In the midst of the Great Depression in 1935, John Maynard Keynes published The General Theory of Employment, Interest, and Money – his monumental contribution to 20th century political economy. However, if you studied at a major American university graduate program in economics in the past two decades you would probably not have even heard of Keynes and certainly would not have studied his General Theory. This is a gross failure of contemporary economics, because Keynes has direct relevance today.
Take one issue – interest rates. The U.S. Federal Reserve’s policy of lowering interest rates, from 5 and 1/4% in August 2007 to 2% in May 2008, was a grave mistake that could have been avoided if Keynes’ analysis had been part of the Fed’s policy making knowledge. The Fed’s error in interest rate policy was compounded when it followed interest rate reductions that did not work with large infusions of new money into the financial system.
Keynes taught us that when banks and other holders of vast sums of capital have what he called a “preference for liquidity” – a desire to hold cash and not invest it – lowering interest rates will not unlock this liquidity for investment. Instead any infusions of new money by the central bank into the system will simply be stashed away for two reasons: first, the mood of the financial market’s psychology is glum and not conducive to investment because rates of return are perceived to be too low. Second, new money injected will be held as cash in anticipation of a better day, so the new money will be seen as an arsenal to be held until markets improve.
Added to this is the character of this most recent bubble – inflated home prices and their accompanying high-risk financial instruments to insure these bad loans.
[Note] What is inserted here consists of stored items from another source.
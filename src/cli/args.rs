// Copyright (c) 2025 Nikolay Denev <ndenev@gmail.com>
// SPDX-License-Identifier: BSD-3-Clause

use clap::{Parser, ValueEnum};
use std::path::PathBuf;
use std::time::Duration;
use tracing::warn;

use crate::backup::{BackupRequest, LabelSelector};
use crate::config::Config;
use crate::kubernetes::ResourceRegistry;

#[derive(Parser, Debug)]
#[command(name = "k8sbackup")]
#[command(author, version, about = "Back up Kubernetes resources and everything they reference")]
pub struct Args {
    /// Name of the backup (also the directory created under the output dir)
    pub name: String,

    /// Kubernetes context to use (kubeconfig current context by default)
    #[arg(long, value_name = "CONTEXT")]
    pub context: Option<String>,

    /// Namespaces to back up, comma separated ("*" for all)
    #[arg(long, value_delimiter = ',', value_name = "NAMESPACES")]
    pub include_namespaces: Vec<String>,

    /// Namespaces to skip, comma separated
    #[arg(long, value_delimiter = ',', value_name = "NAMESPACES")]
    pub exclude_namespaces: Vec<String>,

    /// Resources to back up, comma separated (e.g. "deploy,pvc,certificates.cert-manager.io")
    #[arg(long, value_delimiter = ',', value_name = "RESOURCES")]
    pub include_resources: Vec<String>,

    /// Resources to skip, comma separated (added to the configured exclusions)
    #[arg(long, value_delimiter = ',', value_name = "RESOURCES")]
    pub exclude_resources: Vec<String>,

    /// Only back up items matching this label selector (e.g. "app=web,tier!=cache")
    #[arg(short = 'l', long, value_name = "SELECTOR")]
    pub selector: Option<LabelSelector>,

    /// Record that volumes should be snapshotted
    #[arg(long, num_args = 0..=1, default_missing_value = "true", value_name = "BOOL")]
    pub snapshot_volumes: Option<bool>,

    /// Back up cluster-scoped resources (default: only when namespaces are unrestricted)
    #[arg(long, num_args = 0..=1, default_missing_value = "true", value_name = "BOOL")]
    pub include_cluster_resources: Option<bool>,

    /// Directory backups are created under
    #[arg(long, value_name = "DIR")]
    pub output_dir: Option<PathBuf>,

    /// Timeout for a single item action, in seconds
    #[arg(long, value_name = "SECONDS")]
    pub action_timeout: Option<u64>,

    /// Discover all API groups (CRDs included) instead of only built-in kinds
    #[arg(long)]
    pub discover: bool,

    /// Output format of the run summary
    #[arg(short, long, value_enum, default_value = "table")]
    pub output: OutputFormat,

    /// Enable verbose logging
    #[arg(short, long)]
    pub verbose: bool,
}

impl Args {
    /// Build the backup request, resolving resource aliases through the registry
    pub fn to_request(&self, registry: &ResourceRegistry, config: &Config) -> BackupRequest {
        let mut excluded = self.exclude_resources.clone();
        excluded.extend(config.excluded_resources.iter().cloned());

        let mut request = BackupRequest::new(&self.name);
        request.included_resources = resolve_resources(&self.include_resources, registry);
        request.excluded_resources = resolve_resources(&excluded, registry);
        request.included_namespaces = clean(&self.include_namespaces);
        request.excluded_namespaces = clean(&self.exclude_namespaces);
        request.label_selector = self.selector.clone().filter(|s| !s.is_empty());
        request.snapshot_volumes = self.snapshot_volumes;
        request.include_cluster_resources = self.include_cluster_resources;
        request
    }

    pub fn action_timeout(&self, config: &Config) -> Duration {
        self.action_timeout
            .map(Duration::from_secs)
            .unwrap_or_else(|| config.action_timeout())
    }

    pub fn output_dir(&self, config: &Config) -> anyhow::Result<PathBuf> {
        match &self.output_dir {
            Some(dir) => Ok(dir.clone()),
            None => config.output_dir(),
        }
    }
}

fn clean(values: &[String]) -> Vec<String> {
    values
        .iter()
        .map(|v| v.trim())
        .filter(|v| !v.is_empty())
        .map(String::from)
        .collect()
}

/// Map aliases (pvc, deploy, ...) to canonical `resource[.group]` names
///
/// Unknown names are kept as written so they can still match kinds found later.
fn resolve_resources(names: &[String], registry: &ResourceRegistry) -> Vec<String> {
    let mut resolved: Vec<String> = Vec::new();
    for name in clean(names) {
        let canonical = if name == "*" {
            name
        } else if let Some(info) = registry.resolve(&name) {
            info.group_resource.to_string()
        } else {
            warn!(resource = %name, "Unknown resource, using as written");
            name.to_lowercase()
        };
        if !resolved.contains(&canonical) {
            resolved.push(canonical);
        }
    }
    resolved
}

#[derive(ValueEnum, Clone, Debug, Default)]
pub enum OutputFormat {
    #[default]
    Table,
    Json,
    Yaml,
}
Lowering interest rates simply poured fuel on the fire by keeping loan rates low, encouraging more imprudent lending and borrowing, and furthering the speculative bubble’s chain of bad debts.
This reasoning is counter-intuitive, but it fits the current paradox of lower interest rates and unprecedented chunks of cash interventions without their anticipated impact. The preference to hoard money by banks reinforced a psychological condition that was confirmed by the failure of the lower interest rates to have their intended effect. Credit markets in today’s language have frozen.
Keynes called this the liquidity trap – the most difficult position for an economy, one that characterized the Japanese economy in the 1990s, and threatens to engulf not only the U.S. but the global economy today.